Há mais de duas décadas, a Prefeitura de Desterro de Entre Rios vem sendo alvo de críticas e questionamentos por descumprir normas constitucionais que garantem o acesso democrático aos cargos públicos por meio de concurso. Segundo denúncias recorrentes, contratações temporárias e nomeações políticas têm sido utilizadas como prática comum, favorecendo amigos, aliados políticos e correligionários, em detrimento do princípio da impessoalidade previsto na Constituição Federal.

O problema não é recente e ainda sequer há movimentação para contratação de uma banca para o concurso. Emprego é moeda de troca política nas eleições, muito comum nas últimas gestões. O município já firmou um Termo de Ajustamento de Conduta (TAC) na atual gestão com o Ministério Público de Minas Gerais (MPMG), comprometendo-se a regularizar a situação e adotar medidas para ampliar o acesso igualitário ao serviço público. No entanto, mesmo após a assinatura do acordo, não houve avanços significativos na democratização das contratações, e a prática de vínculos precários e indicações políticas segue sendo denunciada por moradores.

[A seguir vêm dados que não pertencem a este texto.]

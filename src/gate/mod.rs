//! Navigation gate driven by `onboarding.completed`.
//!
//! Until onboarding is complete every path leads to the onboarding flow; after
//! that the full navigation surface opens and onboarding itself redirects away.

use serde::Serialize;

pub const ONBOARDING_PATH: &str = "/onboarding";
pub const HOME_PATH: &str = "/dashboard";

/// Top-level sections reachable once onboarding is complete.
const SECTIONS: &[&str] = &[
    "/dashboard",
    "/assistant",
    "/projects",
    "/knowledge",
    "/meetings",
    "/notifications",
    "/settings",
];

/// Sections that also accept a single id segment, e.g. `/projects/p1`.
const SECTIONS_WITH_ID: &[&str] = &["/projects", "/meetings"];

/// Outcome of resolving a navigation path.
#[derive(Debug, Clone, PartialEq, Eq, Serialize)]
#[serde(tag = "action", rename_all = "camelCase")]
pub enum Navigation {
    Allow,
    Redirect { to: String },
    NotFound,
}

pub fn resolve(path: &str, onboarding_completed: bool) -> Navigation {
    let path = normalize(path);

    if !onboarding_completed {
        return if path == ONBOARDING_PATH {
            Navigation::Allow
        } else {
            Navigation::Redirect {
                to: ONBOARDING_PATH.to_string(),
            }
        };
    }

    if path == "/" || path == ONBOARDING_PATH {
        return Navigation::Redirect {
            to: HOME_PATH.to_string(),
        };
    }

    if SECTIONS.contains(&path) || is_section_with_id(path) {
        Navigation::Allow
    } else {
        Navigation::NotFound
    }
}

fn normalize(path: &str) -> &str {
    let path = path.split(['?', '#']).next().unwrap_or("");
    match path.trim_end_matches('/') {
        "" => "/",
        trimmed => trimmed,
    }
}

fn is_section_with_id(path: &str) -> bool {
    SECTIONS_WITH_ID.iter().any(|section| {
        path.strip_prefix(section)
            .and_then(|rest| rest.strip_prefix('/'))
            .is_some_and(|id| !id.is_empty() && !id.contains('/'))
    })
}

Relatos apontam que empregos na prefeitura estariam sendo utilizados como moeda de troca política, o que enfraquece a transparência administrativa e compromete a eficiência dos serviços públicos. A ausência de concursos públicos regulares mantém a dependência de contratações temporárias, muitas vezes sem critérios técnicos claros, o que fere princípios constitucionais como legalidade, moralidade e isonomia.

Especialistas em direito administrativo destacam que a realização de concurso público não depende de ação judicial ou exigência do Ministério Público, podendo ser iniciada por iniciativa da própria administração municipal. Nesse contexto, cresce a expectativa de que a atual gestão adote uma postura diferente, promovendo um concurso público amplo e transparente como forma de romper com práticas históricas e garantir igualdade de oportunidades à população.

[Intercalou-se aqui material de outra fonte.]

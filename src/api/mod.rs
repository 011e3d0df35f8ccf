//! REST API module.
//!
//! One endpoint per store operation, plus the page views and the navigation gate.

mod assistant;
mod calendar;
mod inbox;
mod knowledge;
mod meetings;
mod onboarding;
mod settings;
mod state;
mod workspace;

pub use assistant::*;
pub use calendar::*;
pub use inbox::*;
pub use knowledge::*;
pub use meetings::*;
pub use onboarding::*;
pub use settings::*;
pub use state::*;
pub use workspace::*;

use axum::{
    http::StatusCode,
    response::{IntoResponse, Response},
    Json,
};
use serde::Serialize;

use crate::errors::{AppError, AppErrorWithRevision};
use crate::models::AppSnapshot;
use crate::store::Applied;
use crate::AppState;

/// Success response envelope.
#[derive(Debug, Serialize)]
#[serde(rename_all = "camelCase")]
pub struct ApiResponse<T: Serialize> {
    pub success: bool,
    pub data: T,
    pub revision_id: i64,
}

impl<T: Serialize> ApiResponse<T> {
    pub fn new(data: T, revision_id: i64) -> Self {
        Self {
            success: true,
            data,
            revision_id,
        }
    }
}

impl<T: Serialize> IntoResponse for ApiResponse<T> {
    fn into_response(self) -> Response {
        (StatusCode::OK, Json(self)).into_response()
    }
}

/// Response type that can be either success or error.
pub type ApiResult<T> = Result<ApiResponse<T>, AppErrorWithRevision>;

/// Create a successful API response.
pub fn success<T: Serialize>(data: T, revision_id: i64) -> ApiResult<T> {
    Ok(ApiResponse::new(data, revision_id))
}

/// Create an error API response.
pub fn error<T: Serialize>(err: AppError, revision_id: i64) -> ApiResult<T> {
    Err(AppErrorWithRevision {
        error: err,
        revision_id,
    })
}

/// Current storage revision, 0 if it cannot be read.
pub async fn current_revision(state: &AppState) -> i64 {
    state.store.revision().await.unwrap_or(0)
}

/// Map a store result through `view`, attaching the revision written by the mutation.
pub fn respond<T, F>(
    result: Result<Applied, AppError>,
    revision_id: i64,
    view: F,
) -> ApiResult<T>
where
    T: Serialize,
    F: FnOnce(&AppSnapshot) -> T,
{
    match result {
        Ok(applied) => success(view(&applied), applied.revision),
        Err(e) => error(e, revision_id),
    }
}

/// Use the caller's id or mint a fresh one.
fn id_or_new(id: Option<String>) -> String {
    id.filter(|id| !id.trim().is_empty())
        .unwrap_or_else(|| uuid::Uuid::new_v4().to_string())
}

fn require(value: &str, field: &str) -> Result<(), AppError> {
    if value.trim().is_empty() {
        return Err(AppError::Validation(format!("{} is required", field)));
    }
    Ok(())
}

#[cfg(test)]
mod tests {
    use super::*;

    #[test]
    fn test_id_or_new() {
        assert_eq!(id_or_new(Some("t-9".to_string())), "t-9");
        assert_eq!(id_or_new(Some("  ".to_string())).len(), 36);
        assert_eq!(id_or_new(None).len(), 36);
    }

    #[test]
    fn test_require() {
        assert!(require("Board deck", "Title").is_ok());
        let err = require(" ", "Title").unwrap_err();
        assert_eq!(err.message(), "Title is required");
    }
}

A abertura de concurso público é vista como um passo essencial para fortalecer a credibilidade da administração, valorizar o mérito e assegurar que o serviço público municipal seja ocupado por profissionais qualificados, selecionados de forma justa e legal. Enquanto isso não ocorre, o tema segue gerando insatisfação e cobrando respostas concretas do poder público local.

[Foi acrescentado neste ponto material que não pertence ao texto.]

impl Fixture {
    async fn new() -> Self {
        let temp_dir = TempDir::new().expect("Failed to create temp dir");
        let pool = init_database(&temp_dir.path().join("store.sqlite"))
            .await
            .expect("Failed to init DB");
        Fixture {
            repo: Repository::new(pool),
            seed: Seed::new(anchor()),
            _temp_dir: temp_dir,
        }
    }

    /// Simulates a fresh process start against the same local storage.
    async fn open(&self) -> Store {
        Store::open(self.repo.clone(), &self.seed).await.unwrap()
    }
}

fn new_task(id: &str) -> Task {
    Task {
        id: id.to_string(),
        title: "Prepare audit committee notes".to_string(),
        description: None,
        status: TaskStatus::Todo,
        priority: Priority::Medium,
        due_date: Some(ts("2024-01-05T17:00:00Z")),
        project_id: "p1".to_string(),
        assignee: None,
        created_at: ts("2024-01-01T08:00:00Z"),
        completed_at: None,
        source_type: Some(TaskSource::Manual),
        source_id: None,
    }
}

fn new_notification(id: &str) -> Notification {
    Notification {
        id: id.to_string(),
        kind: NotificationType::CriticalMessage,
        title: "Wire approval needed".to_string(),
        message: "Treasury needs sign-off before 3pm".to_string(),
        timestamp: ts("2024-01-01T12:00:00Z"),
        is_read: false,
        action_url: None,
        context_briefing: None,
    }
}

#[tokio::test]
async fn test_fresh_store_matches_seed() {
    let fixture = Fixture::new().await;
    let store = fixture.open().await;

    assert_eq!(*store.snapshot(), fixture.seed.snapshot());
    assert_eq!(store.revision().await.unwrap(), 0);
    assert_eq!(store.export().await.unwrap(), None);
}

#[tokio::test]
async fn test_task_completion_scenario() {
    let fixture = Fixture::new().await;
    let store = fixture.open().await;
    let before = store.snapshot();
    let t1 = before.tasks.iter().find(|t| t.id == "t1").unwrap();
    assert_eq!(t1.status, TaskStatus::Todo);

    let called_at = Utc::now();
    let after = store.update_task_status("t1", TaskStatus::Done).await.unwrap();

    let t1_after = after.tasks.iter().find(|t| t.id == "t1").unwrap();
    assert_eq!(t1_after.status, TaskStatus::Done);
    assert!(t1_after.completed_at.unwrap() >= called_at);

    assert_eq!(after.notifications.len(), before.notifications.len() + 1);
    assert_eq!(after.notifications[0].kind, NotificationType::TaskCompleted);
    assert!(after.notifications[0].message.contains(&t1.title));
    assert!(!after.notifications[0].is_read);
    assert_eq!(&after.notifications[1..], &before.notifications[..]);
}

#[tokio::test]
async fn test_task_done_restamps_and_reopen_clears() {
    let fixture = Fixture::new().await;
    let store = fixture.open().await;

    let first = store.update_task_status("t1", TaskStatus::Done).await.unwrap();
    let first_stamp = first.tasks[0].completed_at.unwrap();
    tokio::time::sleep(std::time::Duration::from_millis(5)).await;
    let second = store.update_task_status("t1", TaskStatus::Done).await.unwrap();
    let second_stamp = second.tasks[0].completed_at.unwrap();

    assert!(second_stamp > first_stamp);
    let completed = second
        .notifications
        .iter()
        .filter(|n| n.kind == NotificationType::TaskCompleted)
        .count();
    assert_eq!(completed, 2);

    let reopened = store
        .update_task_status("t1", TaskStatus::InProgress)
        .await
        .unwrap();
    assert_eq!(reopened.tasks[0].status, TaskStatus::InProgress);
    assert!(reopened.tasks[0].completed_at.is_none());
    assert_eq!(reopened.notifications, second.notifications);
}

#[tokio::test]
async fn test_resolve_conflict_scenario() {
    let fixture = Fixture::new().await;
    let store = fixture.open().await;
    let before = store.snapshot();
    assert_eq!(
        before.calendar.iter().find(|e| e.id == "e2").unwrap().is_conflict,
        Some(true)
    );

    let start = ts("2024-01-01T14:00:00Z");
    let end = ts("2024-01-01T15:00:00Z");
    let after = store.resolve_conflict("e2", start, end).await.unwrap();

    for (old, new) in before.calendar.iter().zip(after.calendar.iter()) {
        if new.id == "e2" {
            assert_eq!(new.start, start);
            assert_eq!(new.end, end);
            assert_eq!(new.is_conflict, Some(false));
            assert_eq!(new.conflict_with, None);
            assert_eq!(new.title, old.title);
        } else {
            assert_eq!(new, old);
        }
    }
}

#[tokio::test]
async fn test_update_calendar_event_shallow_merge() {
    let fixture = Fixture::new().await;
    let store = fixture.open().await;
    let before = store.snapshot();
    let e1 = before.calendar.iter().find(|e| e.id == "e1").unwrap();

    let patch = CalendarEventPatch {
        title: Some("Board deck dry run".to_string()),
        location: Some(Some("Zoom".to_string())),
        ..Default::default()
    };
    let after = store.update_calendar_event("e1", &patch).await.unwrap();
    let e1_after = after.calendar.iter().find(|e| e.id == "e1").unwrap();

    assert_eq!(e1_after.title, "Board deck dry run");
    assert_eq!(e1_after.location.as_deref(), Some("Zoom"));
    assert_eq!(e1_after.start, e1.start);
    assert_eq!(e1_after.participants, e1.participants);
}

#[tokio::test]
async fn test_update_calendar_event_null_clears_field() {
    let fixture = Fixture::new().await;
    let store = fixture.open().await;

    let patch: CalendarEventPatch =
        serde_json::from_str(r#"{"location":null,"conflictWith":null,"isConflict":false}"#)
            .unwrap();
    let after = store.update_calendar_event("e1", &patch).await.unwrap();
    let e1 = after.calendar.iter().find(|e| e.id == "e1").unwrap();
    assert_eq!(e1.location, None);
    assert_eq!(e1.is_conflict, Some(false));

    let after = store.update_calendar_event("e2", &patch).await.unwrap();
    let e2 = after.calendar.iter().find(|e| e.id == "e2").unwrap();
    assert_eq!(e2.conflict_with, None);
    assert_eq!(e2.title, "Term sheet call");

    let reloaded = fixture.open().await.snapshot();
    assert_eq!(reloaded.calendar, after.calendar);
}

#[tokio::test]
async fn test_reject_suggestion_is_irreversible() {
    let fixture = Fixture::new().await;
    let store = fixture.open().await;

    let after = store.reject_suggestion("s1").await.unwrap();
    assert!(after.suggestions.iter().all(|s| s.id != "s1"));

    let again = store.reject_suggestion("s1").await.unwrap();
    assert_eq!(again.suggestions, after.suggestions);

    let accepted = store.accept_suggestion("s1").await.unwrap();
    assert!(accepted.suggestions.iter().all(|s| s.id != "s1"));
}

#[tokio::test]
async fn test_accept_suggestion_keeps_it() {
    let fixture = Fixture::new().await;
    let store = fixture.open().await;

    let after = store.accept_suggestion("s2").await.unwrap();
    let s2 = after.suggestions.iter().find(|s| s.id == "s2").unwrap();
    assert_eq!(s2.accepted, Some(true));
    assert_eq!(after.suggestions.len(), fixture.seed.snapshot().suggestions.len());
}

#[tokio::test]
async fn test_onboarding_completion_is_monotonic() {
    let fixture = Fixture::new().await;
    let store = fixture.open().await;

    store.complete_onboarding().await.unwrap();
    store.set_onboarding_step(0).await.unwrap();
    store.add_connected_source("gmail").await.unwrap();
    store.set_current_project(None).await.unwrap();
    store.complete_onboarding().await.unwrap();

    assert!(store.snapshot().is_onboarding_complete());
    assert!(fixture.open().await.snapshot().is_onboarding_complete());
}

#[tokio::test]
async fn test_onboarding_lists_keep_duplicates() {
    let fixture = Fixture::new().await;
    let store = fixture.open().await;

    store.add_connected_source("gmail").await.unwrap();
    store.add_connected_source("gmail").await.unwrap();
    store.add_priority_contact("c1").await.unwrap();
    store.add_priority_contact("c3").await.unwrap();
    store.add_priority_contact("c1").await.unwrap();

    let snapshot = store.snapshot();
    assert_eq!(snapshot.onboarding.connected_sources, vec!["gmail", "gmail"]);
    assert_eq!(snapshot.onboarding.priority_contact_ids, vec!["c1", "c3", "c1"]);

    let removed = store.remove_priority_contact("c1").await.unwrap();
    assert_eq!(removed.onboarding.priority_contact_ids, vec!["c3"]);
}

#[tokio::test]
async fn test_selected_avatar_single_source() {
    let fixture = Fixture::new().await;
    let store = fixture.open().await;

    let after = store.set_selected_avatar("victoria").await.unwrap();
    assert_eq!(after.settings.selected_avatar_id, "victoria");
    assert_eq!(after.selected_avatar_id(), "victoria");
}

#[tokio::test]
async fn test_confirm_minutes() {
    let fixture = Fixture::new().await;
    let store = fixture.open().await;
    let before = store.snapshot();

    let after = store.confirm_minutes("mt2").await.unwrap();
    let mt2 = after.meetings.iter().find(|m| m.id == "mt2").unwrap();
    assert!(mt2.minutes.as_ref().unwrap().is_confirmed);

    // mt1 has no minutes, so confirming it changes nothing.
    let after = store.confirm_minutes("mt1").await.unwrap();
    let mt1_before = before.meetings.iter().find(|m| m.id == "mt1").unwrap();
    let mt1_after = after.meetings.iter().find(|m| m.id == "mt1").unwrap();
    assert_eq!(mt1_after, mt1_before);
}

#[tokio::test]
async fn test_meeting_status_accepts_any_transition() {
    let fixture = Fixture::new().await;
    let store = fixture.open().await;

    store
        .update_meeting_status("mt2", MeetingStatus::Upcoming)
        .await
        .unwrap();
    let after = store
        .update_meeting_status("mt2", MeetingStatus::Cancelled)
        .await
        .unwrap();
    let mt2 = after.meetings.iter().find(|m| m.id == "mt2").unwrap();
    assert_eq!(mt2.status, MeetingStatus::Cancelled);
}

#[tokio::test]
async fn test_notifications_prepend_and_mark_read() {
    let fixture = Fixture::new().await;
    let store = fixture.open().await;

    let after = store.add_notification(new_notification("n-x")).await.unwrap();
    assert_eq!(after.notifications[0].id, "n-x");

    let after = store.mark_notification_as_read("n-x").await.unwrap();
    assert!(after.notifications[0].is_read);

    let after = store.mark_message_as_read("m1").await.unwrap();
    assert!(after.messages.iter().find(|m| m.id == "m1").unwrap().is_read);
}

Prefeitura correta não precisa de ação do MPMG para cumprir a Constituição. Outras preferem burlar a Lei para apadrinhar os amigos, correligionários e manter o grupo no poder, sob a complacência e omissão da Câmara, maior protagonista de zelar e fiscalizar as leis, conforme os vereadores juraram na posse. A comunidade aguarda quando será lançado o novo edital do concurso. Com a palavra, o MPMG! O caso é motivo de cassação a exemplo do do Ex-Prefeito João Azzi.